Этот прием, кроме того что индивидуален, моден и эффективен. Тут даже не “смерть автора” — тут сознательный и полный п…ц автору. Но эта “смерть автора” настолько намеренна, что кажется как раз насмешкой над “смертью”. То есть автора тут нет настолько, что он опять появляется. А эффективен — потому что точно отвечает принципу серийности — главенствующему в современном искусстве. Но опять же это не специально получилось, а само собой. Данилов может в этой манере переписать “Войну и мир” — и эффект никуда не денется: “12.09.1812. Проснулся в 9.15. Состоялась карточная игра с Дороховым. Обсудили преимущества и недостатки Наташи Ростовой в физиологическом и духовном аспекте. Пришли к выводу, что Ростова не так высока, как хотелось бы, но и не низка, как могла бы быть при данных обстоятельствах. Обсудили преимущества русской кавалерии и французской. Обсудили недостатки русской кавалерии и французской. Обсудили недостатки и преимущества обсуждения недостатков и преимуществ русской кавалерии и французской. Обсудили преимущества французской кухни. Французскую кухню сравнивать ни с чем не стали”.

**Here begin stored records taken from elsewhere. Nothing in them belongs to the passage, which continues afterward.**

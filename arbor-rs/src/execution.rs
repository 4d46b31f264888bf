//! Scheduling of command executions.
//!
//! An [`ExecutionCoordinator`] decides where the resolution and the handler of
//! each `execute` call run:
//!
//! - **inline**: on the caller's task, while the returned handle is polled.
//! - **serialized**: resolution is spawned onto the runtime; handlers are
//!   queued on one worker so they never overlap.
//! - **concurrent**: the whole execution is spawned and runs in parallel with
//!   others. Cancelling it also aborts a running handler.
//!
//! Every policy produces an [`ExecutionHandle`], a future yielding the
//! [`CommandResult`] or the [`CommandError`] that stopped the execution.

use crate::command::Command;
use crate::context::CommandContext;
use crate::error::{CommandError, CoordinatorError};
use futures::future::{BoxFuture, FutureExt};
use std::any::Any;
use std::fmt;
use std::future::Future;
use std::panic::AssertUnwindSafe;
use std::pin::Pin;
use std::sync::Arc;
use std::task::{ready, Context, Poll};
use tokio::runtime::Handle;
use tokio::sync::{mpsc, oneshot};
use tokio::task::{AbortHandle, JoinHandle};
use tokio_util::sync::CancellationToken;

type WorkerJob = BoxFuture<'static, ()>;

/// Callback run once with the error of a failed execution.
pub(crate) type Reporter = Arc<dyn Fn(&CommandError) + Send + Sync>;

/// A resolved command together with the context its handler received.
pub struct CommandResult<S> {
    pub context: CommandContext<S>,
    pub command: Arc<Command<S>>,
}

impl<S> fmt::Debug for CommandResult<S> {
    fn fmt(&self, f: &mut fmt::Formatter<'_>) -> fmt::Result {
        f.debug_struct("CommandResult")
            .field("context", &self.context)
            .field("command", &self.command)
            .finish()
    }
}

// ============================================================================
// Coordinator
// ============================================================================

#[derive(Clone)]
enum Policy {
    Inline,
    Serialized {
        runtime: Handle,
        worker: mpsc::UnboundedSender<WorkerJob>,
    },
    Concurrent {
        runtime: Handle,
    },
}

/// Execution policy of a [`CommandManager`](crate::CommandManager).
///
/// Cloning shares the same worker for the serialized policy.
#[derive(Clone)]
pub struct ExecutionCoordinator {
    policy: Policy,
}
//! # arbor: command trees for chat, console and game servers
//!
//! Commands are chains of literals and typed arguments. Registering them
//! builds one shared tree; raw input is matched against it token by token,
//! with each argument parsed by its own (possibly async) parser, permissions
//! checked along the way and the winning handler run on a pluggable executor.
//! The same walk completes partial input for tab completion.
//!
//! ## Core Principles
//!
//! - **Typed arguments**: parsers produce real values, handlers read them back
//!   by name with type checking
//! - **Async where it matters**: a parser may suspend on a remote lookup
//!   without blocking other resolutions
//! - **Fail before the handler**: unknown commands, bad arguments and missing
//!   permissions are reported without running any handler
//! - **Read-mostly tree**: registration is copy-on-write, traffic never locks
//!
//! ## Quick Start
//!
//! ```rust
//! use arbor::{Command, CommandContext, CommandManager, IntegerParser, StringParser};
//!
//! # #[tokio::main(flavor = "current_thread")]
//! # async fn main() -> anyhow::Result<()> {
//! struct Player {
//!     name: String,
//! }
//!
//! let manager = CommandManager::<Player>::new();
//! manager.register(
//!     Command::builder("give")
//!         .required("item", StringParser::single())
//!         .optional("amount", IntegerParser::new().with_min(1))
//!         .handler(|ctx: CommandContext<Player>| async move {
//!             let item = ctx.require::<String>("item")?;
//!             let amount = ctx.get_or::<i64>("amount", 1);
//!             println!("{} gets {amount} x {item}", ctx.sender().name);
//!             Ok(())
//!         })
//!         .build()?,
//! )?;
//!
//! let steve = Player { name: "steve".into() };
//! manager.execute(steve, "give stone 5").await?;
//!
//! let alex = Player { name: "alex".into() };
//! let completions = manager.suggest(alex, "gi").await.texts();
//! assert_eq!(completions, vec!["give"]);
//! # Ok(())
//! # }
//! ```

extern crate self as arbor;

pub mod command;
pub mod component;
pub mod context;
pub mod deferred;
pub mod error;
pub mod exception;
pub mod execution;
pub mod input;
pub mod manager;
pub mod parser;
pub mod permission;
pub mod suggestion;
pub mod tracing_support;
mod tree;

// Re-export the derive macro. It lives in the macro namespace, the trait of
// the same name in the type namespace.
pub use arbor_rs_macros::Choice;

// Re-export tracing itself so hosts log through the same version.
pub use tracing;

#[cfg(feature = "subscriber")]
pub use tracing_support::{init_subscriber, init_subscriber_with_config, TracingConfig, TracingFormat};

// ============================================================================
// Core Types
// ============================================================================

pub use command::{Command, CommandBuilder, CommandHandler, CommandMeta, HandlerResult};
pub use component::{ArgumentComponent, CommandComponent, ComponentKind, DefaultValue};
pub use context::{CommandContext, ContextKey};
pub use deferred::Deferred;
pub use error::{
    BoxError, CommandError, ContextError, CoordinatorError, FailureKind, ParseError, ParseResult,
    RegistrationError,
};
pub use exception::ExceptionController;
pub use execution::{CancelHandle, CommandResult, ExecutionCoordinator, ExecutionHandle};
pub use input::CommandInput;
pub use manager::{CommandManager, CommandManagerBuilder, ManagerConfig};
pub use permission::{AllowAll, DenyAll, Permission, PermissionChecker};
pub use suggestion::{
    FutureSuggestions, StaticSuggestions, Suggestion, SuggestionFuture, SuggestionProvider,
    Suggestions,
};

// ============================================================================
// Parsers
// ============================================================================

pub use parser::{
    ArgumentParser, BooleanParser, Choice, ChoiceParser, DoubleParser, GrammarError,
    GrammarParser, GrammarProvider, IntegerParser, NumberParser, ParseFuture, ParserDescriptor,
    ParserExt, ParserOutput, ParserRegistry, PairParser, StringMode, StringParser,
};
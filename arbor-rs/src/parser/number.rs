use super::{ArgumentParser, ParseFuture, ParserOutput};
use crate::context::CommandContext;
use crate::deferred::Deferred;
use crate::error::ParseError;
use crate::input::CommandInput;
use crate::suggestion::{Suggestion, SuggestionFuture};
use std::fmt;
use std::str::FromStr;

/// Primitive number types usable with [`NumberParser`].
pub trait Numeric:
    Copy + PartialOrd + fmt::Display + fmt::Debug + FromStr + Send + Sync + 'static
{
    /// Name used in error messages.
    const NAME: &'static str;
    const MIN: Self;
    const MAX: Self;
    /// Integers get digit-continuation suggestions, floats get none.
    const INTEGRAL: bool;
}

macro_rules! impl_numeric {
    ($($ty:ty => $name:literal, $integral:literal;)*) => {
        $(
            impl Numeric for $ty {
                const NAME: &'static str = $name;
                const MIN: Self = <$ty>::MIN;
                const MAX: Self = <$ty>::MAX;
                const INTEGRAL: bool = $integral;
            }
        )*
    };
}

impl_numeric! {
    i8 => "byte", true;
    i16 => "short", true;
    i32 => "integer", true;
    i64 => "integer", true;
    i128 => "integer", true;
    isize => "integer", true;
    u8 => "unsigned byte", true;
    u16 => "unsigned integer", true;
    u32 => "unsigned integer", true;
    u64 => "unsigned integer", true;
    u128 => "unsigned integer", true;
    usize => "unsigned integer", true;
    f32 => "number", false;
    f64 => "number", false;
}

/// Parses one token as a number within an inclusive range.
#[derive(Debug, Clone, Copy)]
pub struct NumberParser<T> {
    min: T,
    max: T,
}

pub type IntegerParser = NumberParser<i64>;
pub type DoubleParser = NumberParser<f64>;

impl<T: Numeric> NumberParser<T> {
    /// Accepts the full range of `T`.
    pub fn new() -> Self {
        Self {
            min: T::MIN,
            max: T::MAX,
        }
    }

    pub fn range(min: T, max: T) -> Self {
        Self { min, max }
    }

    pub fn with_min(mut self, min: T) -> Self {
        self.min = min;
        self
    }

    pub fn with_max(mut self, max: T) -> Self {
        self.max = max;
        self
    }

    pub fn min(&self) -> T {
        self.min
    }

    pub fn max(&self) -> T {
        self.max
    }

    fn in_range(&self, value: T) -> bool {
        // Written this way so NaN falls out of range.
        value >= self.min && value <= self.max
    }

    fn check(&self, token: &str) -> Result<T, ParseError> {
        let value = token
            .parse::<T>()
            .map_err(|_| ParseError::invalid(token, T::NAME))?;
        if self.in_range(value) {
            Ok(value)
        } else {
            Err(ParseError::OutOfRange {
                input: token.to_string(),
                min: self.min.to_string(),
                max: self.max.to_string(),
            })
        }
    }

    fn digit_suggestions(&self, partial: &str) -> Vec<Suggestion> {
        let mut out = Vec::new();
        if !partial.is_empty() && self.check(partial).is_ok() {
            out.push(Suggestion::simple(partial));
        }
        for digit in 0..=9u8 {
            if digit == 0 && partial == "-" {
                continue;
            }
            let candidate = format!("{partial}{digit}");
            if self.check(&candidate).is_ok() {
                out.push(Suggestion::simple(candidate));
            }
        }
        out
    }
}

impl<T: Numeric> Default for NumberParser<T> {
    fn default() -> Self {
        Self::new()
    }
}

impl<T: Numeric> ParserOutput for NumberParser<T> {
    type Value = T;
}

impl<S, T: Numeric> ArgumentParser<S> for NumberParser<T> {
    fn parse<'a>(
        &'a self,
        _context: &'a mut CommandContext<S>,
        input: &'a mut CommandInput,
    ) -> ParseFuture<'a, T> {
        if input.is_empty() {
            return Err(ParseError::NoInputProvided).into();
        }
        let result = self.check(input.peek_string());
        if result.is_ok() {
            input.read_string();
        }
        result.into()
    }

    fn suggestions<'a>(
        &'a self,
        _context: &'a CommandContext<S>,
        input: &'a CommandInput,
    ) -> SuggestionFuture<'a> {
        if !T::INTEGRAL {
            return Deferred::Ready(Vec::new());
        }
        Deferred::Ready(self.digit_suggestions(input.peek_string()))
    }
}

Открытие Данилова в том, что он всегда пишет не одно, а два произведения одновременно: заодно он описывает структуру сегодняшней жизни, ее каркас. Вот это совершение однообразных действий, и произнесение клише, и участие в стандартных разговорах. И никакое Событие этой жизни не может сравниться с этим ужасом Течения жизни. В даниловском изложении наша жизнь выглядит нормальным кошмаром, нормальным абсурдом, и улавливается она именно в момент нагромождения, перечисления. Мне кажется, Данилов вообще отменил “событие” в литературе. Ничего на самом деле с нами не случается и не происходит, и это и есть самое интересное и ужасное, что с нами происходит, и именно эту “неслучаемость” и “непроисходимость” Данилов превратил в музыку. Это называется гибельный восторг полубытия. Я ощущаю нынешнюю жизнь именно так и ждал, что появится такой писатель. Теперь за наше время я могу быть спокоен: оно описано в литературе.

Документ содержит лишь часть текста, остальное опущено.